In Florida: Palm Beach-based Healthquest Inc. and its owners, Frank Jaramillo and Ruth Jaramillo, have agreed to pay $1.5 million to settle allegations that Healthquest paid kickbacks to marketers to induce patient referrals, the Department of Justice (DOJ) says in a release. They also entered into a five-year Integrity Agreement.

From December 2013 to May 2017, Healthquest paid kickbacks to its marketers to induce them to refer patients, alleged a whistleblower lawsuit filed by a former marketer. The qui tam relator will receive $300,000 in the case, the DOJ says.

In New York: Health Quest Systems Inc. and some subsidiaries will pay $14.7 million to resolve fraud charges.
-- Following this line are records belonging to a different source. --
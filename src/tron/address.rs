//! TRON account addresses: base58check text form <-> 21-byte binary form.

use sha2::{Digest, Sha256};
use std::fmt;
use std::str::FromStr;
use thiserror::Error;

/// Version byte of mainnet account addresses.
pub const ADDRESS_PREFIX: u8 = 0x41;
pub const ADDRESS_BYTES: usize = 21;
pub const ADDRESS_TEXT_LEN: usize = 34;

#[derive(Error, Debug, Clone, PartialEq, Eq)]
pub enum AddressError {
    #[error("address must be {ADDRESS_TEXT_LEN} characters, got {0}")]
    Length(usize),
    #[error("address must start with 'T'")]
    Prefix,
    #[error("invalid base58check encoding: {0}")]
    Encoding(String),
    #[error("decoded payload must be {ADDRESS_BYTES} bytes, got {0}")]
    Payload(usize),
    #[error("unexpected address version byte 0x{0:02x}")]
    Version(u8),
    #[error("invalid hex address: {0}")]
    Hex(String),
}

/// A decoded account address. Display yields the base58check text form.
#[derive(Clone, Copy, PartialEq, Eq, Hash)]
pub struct TronAddress([u8; ADDRESS_BYTES]);

impl TronAddress {
    /// Builds an address from the 20-byte account id (the EVM-style part).
    pub fn from_account_id(account_id: [u8; 20]) -> Self {
        let mut bytes = [0u8; ADDRESS_BYTES];
        bytes[0] = ADDRESS_PREFIX;
        bytes[1..].copy_from_slice(&account_id);
        Self(bytes)
    }

    /// Parses the `41`-prefixed hex form used by node APIs.
    pub fn from_hex(value: &str) -> Result<Self, AddressError> {
        let value = value.trim_start_matches("0x");
        let bytes = hex::decode(value).map_err(|e| AddressError::Hex(e.to_string()))?;
        Self::from_payload(&bytes)
    }

    fn from_payload(payload: &[u8]) -> Result<Self, AddressError> {
        if payload.len() != ADDRESS_BYTES {
            return Err(AddressError::Payload(payload.len()));
        }
        if payload[0] != ADDRESS_PREFIX {
            return Err(AddressError::Version(payload[0]));
        }

        let mut bytes = [0u8; ADDRESS_BYTES];
        bytes.copy_from_slice(payload);
        Ok(Self(bytes))
    }

    pub fn as_bytes(&self) -> &[u8; ADDRESS_BYTES] {
        &self.0
    }

    /// The 20-byte account id without the version byte, as used in contract ABI words.
    pub fn account_id(&self) -> &[u8] {
        &self.0[1..]
    }

    pub fn to_hex(&self) -> String {
        hex::encode(self.0)
    }

    /// First four bytes of the double SHA-256 of the payload.
    pub fn checksum(&self) -> [u8; 4] {
        let first = Sha256::digest(self.0);
        let second = Sha256::digest(first);
        let mut out = [0u8; 4];
        out.copy_from_slice(&second[..4]);
        out
    }
}

impl FromStr for TronAddress {
    type Err = AddressError;

    fn from_str(s: &str) -> Result<Self, Self::Err> {
        if s.len() != ADDRESS_TEXT_LEN {
            return Err(AddressError::Length(s.len()));
        }
        if !s.starts_with('T') {
            return Err(AddressError::Prefix);
        }

        let payload = bs58::decode(s)
            .with_check(None)
            .into_vec()
            .map_err(|e| AddressError::Encoding(e.to_string()))?;

        Self::from_payload(&payload)
    }
}

impl fmt::Display for TronAddress {
    fn fmt(&self, f: &mut fmt::Formatter<'_>) -> fmt::Result {
        f.write_str(&bs58::encode(self.0).with_check().into_string())
    }
}

impl fmt::Debug for TronAddress {
    fn fmt(&self, f: &mut fmt::Formatter<'_>) -> fmt::Result {
        write!(f, "TronAddress({})", self)
    }
}
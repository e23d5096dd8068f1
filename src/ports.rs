//! Boundaries between the orchestrator and the systems it drives.

use async_trait::async_trait;
use bigdecimal::BigDecimal;
use thiserror::Error;
use uuid::Uuid;

use crate::domain::{ExchangeRate, Transaction, TransactionStatus, TransitionFields};
use crate::mpesa::GatewayError;
use crate::tron::ChainError;

#[derive(Error, Debug)]
pub enum RepositoryError {
    #[error("record not found: {0}")]
    NotFound(String),
    #[error("conflicting record: {0}")]
    Conflict(String),
    #[error("database error: {0}")]
    Database(String),
}

impl From<sqlx::Error> for RepositoryError {
    fn from(err: sqlx::Error) -> Self {
        match &err {
            sqlx::Error::RowNotFound => RepositoryError::NotFound(err.to_string()),
            sqlx::Error::Database(db) if db.code().as_deref() == Some("23505") => {
                RepositoryError::Conflict(db.message().to_string())
            }
            _ => RepositoryError::Database(err.to_string()),
        }
    }
}

pub type RepositoryResult<T> = Result<T, RepositoryError>;

/// Transactional store of [`Transaction`] rows.
///
/// Every status write is conditional on the stored status, so concurrent
/// mutators of one transaction serialize without a lock.
#[async_trait]
pub trait TransactionLedger: Send + Sync {
    async fn create(&self, tx: &Transaction) -> RepositoryResult<Transaction>;

    async fn get_by_id(&self, id: Uuid) -> RepositoryResult<Transaction>;

    async fn get_by_checkout_id(&self, checkout_id: &str) -> RepositoryResult<Option<Transaction>>;

    /// Moves `id` from `expected` to `new`, writing `fields` alongside.
    ///
    /// Returns `None` when the stored status is no longer `expected`.
    /// `completed_at` is set when `new` is terminal.
    async fn update_status(
        &self,
        id: Uuid,
        expected: TransactionStatus,
        new: TransactionStatus,
        fields: TransitionFields,
    ) -> RepositoryResult<Option<Transaction>>;

    /// Claims the right to run the chain transfer for a `processing` row,
    /// recording the payment receipt. Only the first caller gets `Some`.
    async fn claim_transfer(&self, id: Uuid, receipt: Option<String>)
        -> RepositoryResult<Option<Transaction>>;

    /// Fails a `processing` row whose transfer was never claimed. A claimed
    /// row belongs to the delivery that claimed it, so this returns `None`.
    async fn fail_unclaimed(&self, id: Uuid) -> RepositoryResult<Option<Transaction>>;

    async fn health_check(&self) -> RepositoryResult<()>;
}

#[async_trait]
pub trait RateProvider: Send + Sync {
    async fn latest_rate(&self) -> RepositoryResult<Option<ExchangeRate>>;

    async fn record_rate(&self, rate: &BigDecimal) -> RepositoryResult<ExchangeRate>;
}

#[derive(Debug, Clone, PartialEq, Eq)]
pub struct PaymentRequest {
    /// Whole mobile-currency units.
    pub amount: u64,
    pub phone_number: String,
    pub callback_url: String,
    pub account_reference: String,
    pub description: String,
}

#[derive(Debug, Clone, PartialEq, Eq)]
pub struct PushAccepted {
    pub checkout_id: String,
    pub merchant_request_id: String,
    pub response_description: String,
    pub customer_message: String,
}

#[async_trait]
pub trait PaymentGateway: Send + Sync {
    async fn request_payment(&self, request: &PaymentRequest) -> Result<PushAccepted, GatewayError>;
}

#[derive(Debug, Clone, PartialEq, Eq)]
pub struct TransferReceipt {
    pub tx_hash: String,
    pub amount_minor_units: u64,
}

/// Sends tokens from the service's account. At most one broadcast per call.
#[async_trait]
pub trait TokenTransfer: Send + Sync {
    async fn transfer(&self, to: &str, amount: &BigDecimal) -> Result<TransferReceipt, ChainError>;
}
In addition to hospital and physician billing misdeeds, Health Quest allegedly submitted home health claims that lacked sufficient medical records to support the claim, including documentation of a face-to-face encounter with a physician, the DOJ states in a release.

Four whistleblowers in three suits will receive more than $2.7 million of the settlement. The relators, all former Health Quest employees, include a former Director of Operations and Corporate Compliance Officer.

In California: Three organizations — Prime Healthcare Services, Inc., Prime Healthcare Foundation, Inc., and Prime Healthcare Management, Inc., which are “collectively” called “Prime” — and Dr. Prem Reddy, the founder and CEO of Prime will fork over $65 million to reconcile their allegations, indicated a DOJ release on the case. Over a span of seven years, Prime upcoded claims and admitted patients for medically unnecessary inpatient care as opposed to outpatient care, according to the DOJ. The organization will also be privy to a Corporate Integrity Agreement for the next five years in addition to its substantial fines and liable for an “independent review” of its Medicare claims.

Due to the significant size of the agreement, the whistleblower is slated to receive $17,225,000 as her portion of the settlement. The qui tam relator worked as a Director of Performance Improvement at one of the hospitals Prime owned.

Take a Look at These Statistics

In 2017, there were 799 cases that fell under the mantle of the False Claims Act (FCA) of which 674 were qui tam cases, according to DOJ data. This was the “fourth-highest number in any single year,” notes national law firm Gibson Dunn & Crutcher LLP in online analysis. Moreover, “of the more than $3.7 billion that the government recovered, almost $426 million — the second-highest amount ever — came from suits where the federal government declined to intervene and that were driven by private qui tam ‘whistleblower’ plaintiffs,” the Gibson Dunn & Crutcher LLP analysis stresses.

See the DOJ’s Fraud Statistics Overview for FY 2017 at www.justice.gov/opa/press-release/file/1020126/download.

The data implies that qui tam lawsuits may be on the rise, and the DOJ is grateful for whistleblower assistance to take down those who abuse the federal healthcare programs.

Feds weigh in: “Because those who defraud the government often hide their misconduct from public view, whistleblowers are often essential to uncovering the truth,” said Acting Assistant Attorney General Chad A. Readler of the DOJ’s Civil Division in a press about last year’s activity. “The Department’s recoveries this past year continue to reflect the valuable role that private parties can play in the government’s effort to combat false claims concerning government contracts and programs.”

Advocacy Groups Assist Whistleblowers

News of rising whistleblower recoveries adds fuel to the fire for disgruntled employees who feel ignored by management, experts note.

So do ads and releases such as this recent one from the Corporate Whistleblower Center: “In our books there is nothing more disgusting than a hospice company billing Medicare or Medicaid for end of life services for individuals who are not dying. If you are a medical doctor, a registered nurse or a healthcare manager and you can prove a hospice company is signing up homeless people or drug addicts who are not dying please give us a call,” the firm says. “Recently a whistleblower received $1.4 million for exposing a company ... getting paid for providing end of life care for people not dying.”

Other advocacy groups offer outreach, advice, and connections to qui tam attorneys for whistleblowers ready to turnover healthcare fraud and abuse information to the government, too.

Caution: With the increased focus on FCA violations by the DOJ, HHS Office of Inspector General, state agencies and other enforcement groups, now is the time to straighten out your practice’s compliance strategies. Because, even though FCA fines are a civil penalty, the mandate also includes a statute for criminal offenses — which carry substantial fines and possible imprisonment for individuals and entities found guilty.